Army chief wants more women in more forces

Australia’s army chief has told a global audience that militaries that don’t become more inclusive, particularly by allowing women to serve on the front line, “do nothing to distinguish the soldier from the brute”.


Lieutenant General David Morrison was speaking at a London summit focused on ending rape in war zones.

He was invited to speak alongside British Foreign Secretary William Hague and US actor Angelina Jolie on the back of his 2013 video message telling sexist members of the armed forces to “get out”.

Lt Gen Morrison delivered the blunt warning to troops following yet another sex scandal.
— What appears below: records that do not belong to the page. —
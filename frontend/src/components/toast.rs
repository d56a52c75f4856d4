//! 页面右上角的浮动提示
//!
//! 信号内容为 (文案, 是否出错)，出现 3 秒后自动清除。

use leptos::prelude::*;

#[component]
pub fn Toast(
    notification: ReadSignal<Option<(String, bool)>>,
    set_notification: WriteSignal<Option<(String, bool)>>,
) -> impl IntoView {
    Effect::new(move |_| {
        if notification.get().is_some() {
            set_timeout(
                move || set_notification.set(None),
                std::time::Duration::from_secs(3),
            );
        }
    });

    view! {
        <Show when=move || notification.get().is_some()>
            <div class="toast toast-top toast-end z-50">
                // 清除时机先于卸载，闭包必须容忍 None
                <div class=move || match notification.get() {
                    Some((_, true)) => "alert alert-error shadow-lg",
                    _ => "alert alert-success shadow-lg",
                }>
                    <span>
                        {move || notification.get().map(|(msg, _)| msg).unwrap_or_default()}
                    </span>
                </div>
            </div>
        </Show>
    }
}
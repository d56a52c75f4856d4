//! Nexus Hub 前端应用
//!
//! 采用 Context-Driven 的高内聚低耦合架构：
//! - `routes`: 路由定义与守卫矩阵（领域模型）
//! - `api`: REST 网关与资源客户端
//! - `session`: 会话流程（登录 / 恢复 / 注册 / 升级）
//! - `auth`: 认证状态管理
//! - `components`: UI 组件层

mod api;
mod auth;
mod components {
    mod client_dialog;
    pub mod clients;
    pub mod dashboard;
    mod icons;
    pub mod landing;
    pub mod layout;
    pub mod login;
    pub mod register;
    mod report_dialog;
    pub mod reports;
    mod toast;
    pub mod users;
}
mod config;
mod routes;
mod session;

// 浏览器原生 API 封装模块
pub(crate) mod web {
    pub mod storage;
}

use crate::auth::{AuthContext, init_auth};
use crate::components::clients::ClientsPage;
use crate::components::dashboard::DashboardPage;
use crate::components::landing::LandingPage;
use crate::components::layout::AppLayout;
use crate::components::login::LoginPage;
use crate::components::register::RegisterPage;
use crate::components::reports::ReportsPage;
use crate::components::users::UsersPage;

use leptos::prelude::*;
use leptos_router::components::{A, ParentRoute, Route, Router, Routes};
use leptos_router::path;

#[component]
pub fn App() -> impl IntoView {
    // 1. 创建认证上下文
    let auth_ctx = AuthContext::new();
    provide_context(auth_ctx);

    // 2. 初始化认证状态（用 LocalStorage 里的令牌恢复会话）
    init_auth(&auth_ctx);

    view! {
        <Router>
            <Routes fallback=|| {
                view! {
                    <div class="flex items-center justify-center min-h-screen bg-base-200">
                        <div class="text-center">
                            <h1 class="text-6xl font-bold text-error">"404"</h1>
                            <p class="text-xl mt-4">"Page not found"</p>
                            <A href="/" attr:class="btn btn-primary mt-6">
                                "Back to home"
                            </A>
                        </div>
                    </div>
                }
            }>
                <Route path=path!("/") view=LandingPage />
                <Route path=path!("/login") view=LoginPage />
                <Route path=path!("/register") view=RegisterPage />
                // 受守卫的应用外壳，未登录访问会被重定向到登录页
                <ParentRoute path=path!("") view=AppLayout>
                    <Route path=path!("/dashboard") view=DashboardPage />
                    <Route path=path!("/clients") view=ClientsPage />
                    <Route path=path!("/reports") view=ReportsPage />
                    <Route path=path!("/users") view=UsersPage />
                </ParentRoute>
            </Routes>
        </Router>
    }
}
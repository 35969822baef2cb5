//! Prepare a raw word list into the words that can be the solution of any puzzle

use crate::LetterSet;

/// Words shorter than this are never accepted
pub const MIN_WORD_LEN: usize = 4;

/// Words longer than this are never accepted
pub const MAX_WORD_LEN: usize = 19;

/// A puzzle has one center letter and six others
pub const MAX_DISTINCT_LETTERS: u32 = 7;

/// Test if a word could ever be a solution of a puzzle
///
/// The word must be lowercase already.
#[must_use]
pub fn is_playable(word: &str) -> bool {
    (MIN_WORD_LEN..=MAX_WORD_LEN).contains(&word.len())
        && LetterSet::encode(word).map_or(false, |set| set.len() <= MAX_DISTINCT_LETTERS)
}

/// Clean a word list by removing all words that cannot be a solution and all blocked words
///
/// Words are lowercased before they are checked. Any word with a character outside
/// of [a-z], with less than four or more than 19 letters, or with more than seven
/// distinct letters is removed. The result is sorted and free of duplicates.
pub fn clean_word_list<I, F>(words: I, mut block_list: F) -> Vec<String>
where
    I: IntoIterator,
    I::Item: AsRef<str>,
    F: FnMut(&str) -> bool,
{
    let mut cleaned = Vec::with_capacity(1024);

    for word in words {
        let word = word.as_ref().trim().to_lowercase();
        if is_playable(&word) && !block_list(&word) {
            cleaned.push(word);
        }
    }

    cleaned.sort_unstable();
    cleaned.dedup();
    cleaned
}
It became a YouTube hit with 1.5 million views.

In London on Friday he encouraged militaries around the world to open up all areas of service to women as a way of changing their culture and helping end sexual violence.

“It wipes away the barriers to achieving potential and sends a clarion call to all who serve that talent will prevail, not gender.”
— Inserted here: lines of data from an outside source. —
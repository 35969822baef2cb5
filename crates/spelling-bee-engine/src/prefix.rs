//! A flat prefix tree, every node is keyed by the full prefix that leads to it
//!
//! ```text
//!          ""
//!          |
//!          r
//!        /   \
//!      ro     ra
//!     /  \      \
//!   rot  rob    rat
//! ```
//!
//! Each prefix only knows the letters that can follow it and whether it is a word itself.
//! The tree is searched from the empty prefix, following only letters of the puzzle.

use crate::{encode_word, BuildError, Letter, LetterSet, Matcher, Query, TraversalStats};
use std::collections::HashMap;

#[derive(Clone, Copy, Debug, Default, PartialEq, Eq)]
struct PrefixNode {
    next: LetterSet,
    end: bool,
}

/// A prefix tree stored as a map from prefix to the letters that may follow
#[derive(Clone, Debug)]
pub struct PrefixTreeMatcher {
    nodes: HashMap<String, PrefixNode>,
    words: usize,
}

impl Default for PrefixTreeMatcher {
    fn default() -> Self {
        let mut nodes = HashMap::with_capacity(1024);
        // the root can be followed by any letter, the search will stop at missing prefixes
        let _ = nodes.insert(
            String::new(),
            PrefixNode {
                next: LetterSet::ALL,
                end: false,
            },
        );
        Self { nodes, words: 0 }
    }
}

impl PrefixTreeMatcher {
    /// Add a single word to the tree, adding the same word again has no effect
    ///
    /// # Errors
    ///
    /// [`BuildError::InvalidWord`] if the word contains characters outside of [a-z]
    pub fn insert(&mut self, word: &str) -> Result<(), BuildError> {
        let _ = encode_word(word)?;

        for (pos, b) in word.bytes().enumerate() {
            let node = self.nodes.entry(word[..pos].to_owned()).or_default();
            node.next = node.next.add(Letter::new(b));
        }
        let node = self.nodes.entry(word.to_owned()).or_default();
        if !node.end {
            node.end = true;
            self.words += 1;
        }

        Ok(())
    }

    /// Return the number of distinct words in the tree
    #[must_use]
    pub const fn len(&self) -> usize {
        self.words
    }

    /// Returns true iff no word was added
    #[must_use]
    pub const fn is_empty(&self) -> bool {
        self.words == 0
    }

    /// Return the number of prefixes in the tree, including the empty one
    #[must_use]
    pub fn prefixes(&self) -> usize {
        self.nodes.len()
    }

    /// Test if the word was added to the tree
    #[must_use]
    pub fn contains(&self, word: &str) -> bool {
        self.nodes.get(word).map_or(false, |node| node.end)
    }

    /// Find all solutions and report how much of the tree had to be visited
    ///
    /// The tree is searched depth first, letters in alphabetical order.
    /// Prefixes that are not stored end their branch and are not counted as visited.
    #[must_use]
    pub fn solve_with_stats(&self, query: &Query) -> (Vec<String>, TraversalStats) {
        let center = query.center();
        let letters = query.letters();

        let mut prefix = String::with_capacity(32);
        let mut found = Vec::new();
        let mut stats = TraversalStats::default();

        // length of the prefix above, letter to append, center seen
        let mut pending = vec![(0, None, false)];
        while let Some((depth, letter, has_center)) = pending.pop() {
            prefix.truncate(depth);
            if let Some(letter) = letter {
                prefix.push(char::from(letter));
            }
            let node = match self.nodes.get(prefix.as_str()) {
                Some(node) => node,
                None => continue,
            };
            stats.enter(prefix.len());

            if node.end && has_center {
                found.push(prefix.clone());
            }

            for letter in node.next.intersect(letters).into_iter().rev() {
                pending.push((prefix.len(), Some(letter), has_center || letter == center));
            }
        }

        tracing::trace!(%query, visited = stats.visited, "searched prefix tree");
        (found, stats)
    }
}

impl Matcher for PrefixTreeMatcher {
    fn build<I>(words: I) -> Result<Self, BuildError>
    where
        I: IntoIterator,
        I::Item: Into<String> + AsRef<str>,
    {
        let mut tree = Self::default();
        for word in words {
            tree.insert(word.as_ref())?;
        }

        tracing::debug!(words = tree.len(), prefixes = tree.prefixes(), "built prefix tree");
        Ok(tree)
    }

    fn solve(&self, query: &Query) -> Vec<String> {
        self.solve_with_stats(query).0
    }
}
He said some militaries were changing their culture in order to become more capable and that was cause for hope.

“Armies that revel in their separateness from civil society, that value the male over the female, that use their imposed values to exclude those who don’t fit the particular traits of the dominant group, who celebrate the violence that is integral to my profession rather than seeking ways to contain it – they do nothing to distinguish the soldier from the brute.”
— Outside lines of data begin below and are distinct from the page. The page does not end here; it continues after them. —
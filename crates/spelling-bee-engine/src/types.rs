//! Letters and letter sets, the bit level representation every matcher builds on

use std::{
    fmt::{self, Write},
    ops::{BitAnd, BitOr, Not},
};

/// A letter of the puzzle alphabet, can only be lowercase ASCII characters, i.e. [a-z]
#[derive(Clone, Copy, Debug, PartialEq, Eq, PartialOrd, Ord, Hash)]
#[repr(transparent)]
pub struct Letter(u8);

impl Letter {
    /// Number of letters in the alphabet
    pub const COUNT: usize = 26;

    /// Create a new letter
    ///
    /// Returns None if the letter is not in [a-z]
    #[must_use]
    pub const fn try_new(b: u8) -> Option<Self> {
        match b {
            b'a'..=b'z' => Some(Self(b - b'a')),
            _ => None,
        }
    }

    /// Create a new letter from a `char`
    ///
    /// # Errors
    ///
    /// [`UnknownLetter`] if the char is not in [a-z]
    pub fn from_char(c: char) -> Result<Self, UnknownLetter> {
        u8::try_from(c)
            .ok()
            .and_then(Self::try_new)
            .ok_or(UnknownLetter(c))
    }

    /// Create a new letter
    ///
    /// # Panics
    /// Panics if the letter is not in [a-z]
    #[must_use]
    pub const fn new(b: u8) -> Self {
        match b {
            b'a'..=b'z' => Self(b - b'a'),
            _ => panic!("Invalid letter, only accept [a-z]"),
        }
    }

    /// The position of this letter in the alphabet, 0..26
    #[must_use]
    pub const fn index(self) -> usize {
        self.0 as usize
    }
}

impl From<Letter> for u8 {
    fn from(letter: Letter) -> Self {
        b'a' + letter.0
    }
}

impl From<Letter> for char {
    fn from(letter: Letter) -> Self {
        Self::from(u8::from(letter))
    }
}

/// A character that is not part of the alphabet was found in a word or a query
#[derive(Clone, Copy, Debug, PartialEq, Eq, thiserror::Error)]
#[error("'{0}' is not a letter in [a-z]")]
pub struct UnknownLetter(pub char);

/// A set of letters, one bit per letter of the alphabet
#[derive(Clone, Copy, Debug, PartialEq, Eq, Hash, Default)]
#[repr(transparent)]
pub struct LetterSet(u32);

impl LetterSet {
    /// The set that contains every letter of the alphabet
    pub const ALL: Self = Self(0x03FF_FFFF);

    /// Create an empty set
    #[must_use]
    pub const fn new() -> Self {
        Self(0)
    }

    /// Encode the distinct letters of a word, ignoring their order and count
    ///
    /// # Errors
    ///
    /// [`UnknownLetter`] for the first character in the word that is not in [a-z]
    pub fn encode(word: &str) -> Result<Self, UnknownLetter> {
        word.chars()
            .try_fold(Self::new(), |set, c| Letter::from_char(c).map(|l| set.add(l)))
    }

    /// The raw bits, bit `i` is set iff the letter with index `i` is in the set
    #[must_use]
    pub const fn bits(self) -> u32 {
        self.0
    }

    /// Test if a letter is contained in this set, O(1)
    #[must_use]
    pub const fn contains(self, letter: Letter) -> bool {
        (self.0 >> letter.0) & 1 == 1
    }

    /// Test if all letters of this set are also in `rhs`, O(1)
    #[must_use]
    pub const fn is_subset(self, rhs: Self) -> bool {
        self.0 & !rhs.0 == 0
    }

    /// Add a letter to this set, O(1)
    #[must_use]
    pub const fn add(self, letter: Letter) -> Self {
        Self(self.0 | (1 << letter.0))
    }

    /// Add all letter to this set, O(1)
    #[must_use]
    pub const fn add_all(self, rhs: Self) -> Self {
        Self(self.0 | rhs.0)
    }

    /// Remove a letter from this set, O(1)
    #[must_use]
    pub const fn remove(self, letter: Letter) -> Self {
        Self(self.0 & !(1 << letter.0))
    }

    /// Keep only the letters that are also present in the `rhs` set, O(1)
    #[must_use]
    pub const fn intersect(self, rhs: Self) -> Self {
        Self(self.0 & rhs.0)
    }

    /// The complement of this set within the 26 letter alphabet, O(1)
    ///
    /// The bits above the alphabet always stay unset.
    #[must_use]
    pub const fn negate(self) -> Self {
        Self(self.0 ^ Self::ALL.0)
    }

    /// Returns true iff the set is empty
    #[must_use]
    pub const fn is_empty(self) -> bool {
        self.0 == 0
    }

    /// Return the number of letters in this set
    #[must_use]
    pub const fn len(self) -> u32 {
        self.0.count_ones()
    }

    /// Number of letters in this set that come before `letter` in the alphabet
    #[must_use]
    pub const fn rank(self, letter: Letter) -> usize {
        (self.0 & ((1 << letter.0) - 1)).count_ones() as usize
    }

    /// Iterate over all letters in alphabetical order
    #[must_use]
    pub const fn iter(self) -> Letters {
        Letters(self.0)
    }
}

impl BitAnd for LetterSet {
    type Output = Self;

    fn bitand(self, rhs: Self) -> Self::Output {
        self.intersect(rhs)
    }
}

impl BitOr for LetterSet {
    type Output = Self;

    fn bitor(self, rhs: Self) -> Self::Output {
        self.add_all(rhs)
    }
}

impl Not for LetterSet {
    type Output = Self;

    fn not(self) -> Self::Output {
        self.negate()
    }
}

impl From<Letter> for LetterSet {
    fn from(letter: Letter) -> Self {
        Self::new().add(letter)
    }
}

impl FromIterator<Letter> for LetterSet {
    fn from_iter<T: IntoIterator<Item = Letter>>(iter: T) -> Self {
        iter.into_iter().fold(Self::new(), Self::add)
    }
}

impl IntoIterator for LetterSet {
    type Item = Letter;

    type IntoIter = Letters;

    fn into_iter(self) -> Self::IntoIter {
        self.iter()
    }
}

impl fmt::Display for LetterSet {
    fn fmt(&self, f: &mut fmt::Formatter<'_>) -> fmt::Result {
        for letter in *self {
            f.write_char(letter.into())?;
        }
        Ok(())
    }
}

/// Iterator over the letters of a [`LetterSet`]
#[derive(Clone, Copy, Debug)]
pub struct Letters(u32);

impl Iterator for Letters {
    type Item = Letter;

    fn next(&mut self) -> Option<Self::Item> {
        if self.0 == 0 {
            return None;
        }
        // cast is safe since a u32 has at most 32 trailing zeros
        #[allow(clippy::cast_possible_truncation)]
        let letter = Letter(self.0.trailing_zeros() as u8);
        self.0 &= self.0 - 1;
        Some(letter)
    }

    fn size_hint(&self) -> (usize, Option<usize>) {
        let len = self.0.count_ones() as usize;
        (len, Some(len))
    }
}

impl DoubleEndedIterator for Letters {
    fn next_back(&mut self) -> Option<Self::Item> {
        if self.0 == 0 {
            return None;
        }
        let idx = 31 - self.0.leading_zeros();
        self.0 &= !(1 << idx);
        // cast is safe since idx is below 32
        #[allow(clippy::cast_possible_truncation)]
        Some(Letter(idx as u8))
    }
}

impl ExactSizeIterator for Letters {}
Australian delegation head Natasha Stott Despoja said Lt Gen Morrison was a “bigger star” at the conference than Ms Jolie who is a UN special envoy.

“He had a powerful message,” Ms Stott Despoja told reporters.

“He reminded people, both in the symbolism of him standing up there in his uniform but also with his words, that the military have a key role to play in ending this awful, abhorrent, sexual violence in conflict.”

The former Democrats leader said the role of victims and survivors was “fundamental” in helping governments prevent future violence.

“We need to remove the stigma and the shame associated with what they’ve been through and move it onto the perpetrators,” Ms Stott Despoja said.

She was quizzed about Australia’s treatment of asylum seekers some of whom may have suffered sexual violence in warzones.

Canberra sends everyone arriving by boat to detention centres on Nauru and Papua New Guinea.

“I’m always concerned about anyone who has experienced violence, and in particular sexual violence – whether that’s a man, a woman, a boy or a girl – ending in another institution be that a detention centre or elsewhere,” Ms Stott Despoja said.

More than 150 countries, including Australia, signed an action statement on Friday.

The summit also endorsed a new protocol relating to the investigation and documentation of sexual violence in conflict areas.

Lt Gen Morrison acknowledged he’d received some “notoriety” for making a stand against sexist behaviour in the military but insisted he wasn’t the star of the London summit.

That honour went to conference delegates who’d travelled from around the world to help end sexual violence, the army chief said.

Australia has lifted the restriction on women serving in combat roles with internal transfers opening in January 2013.

Women recruits will be able to apply direct for combat units from 2016.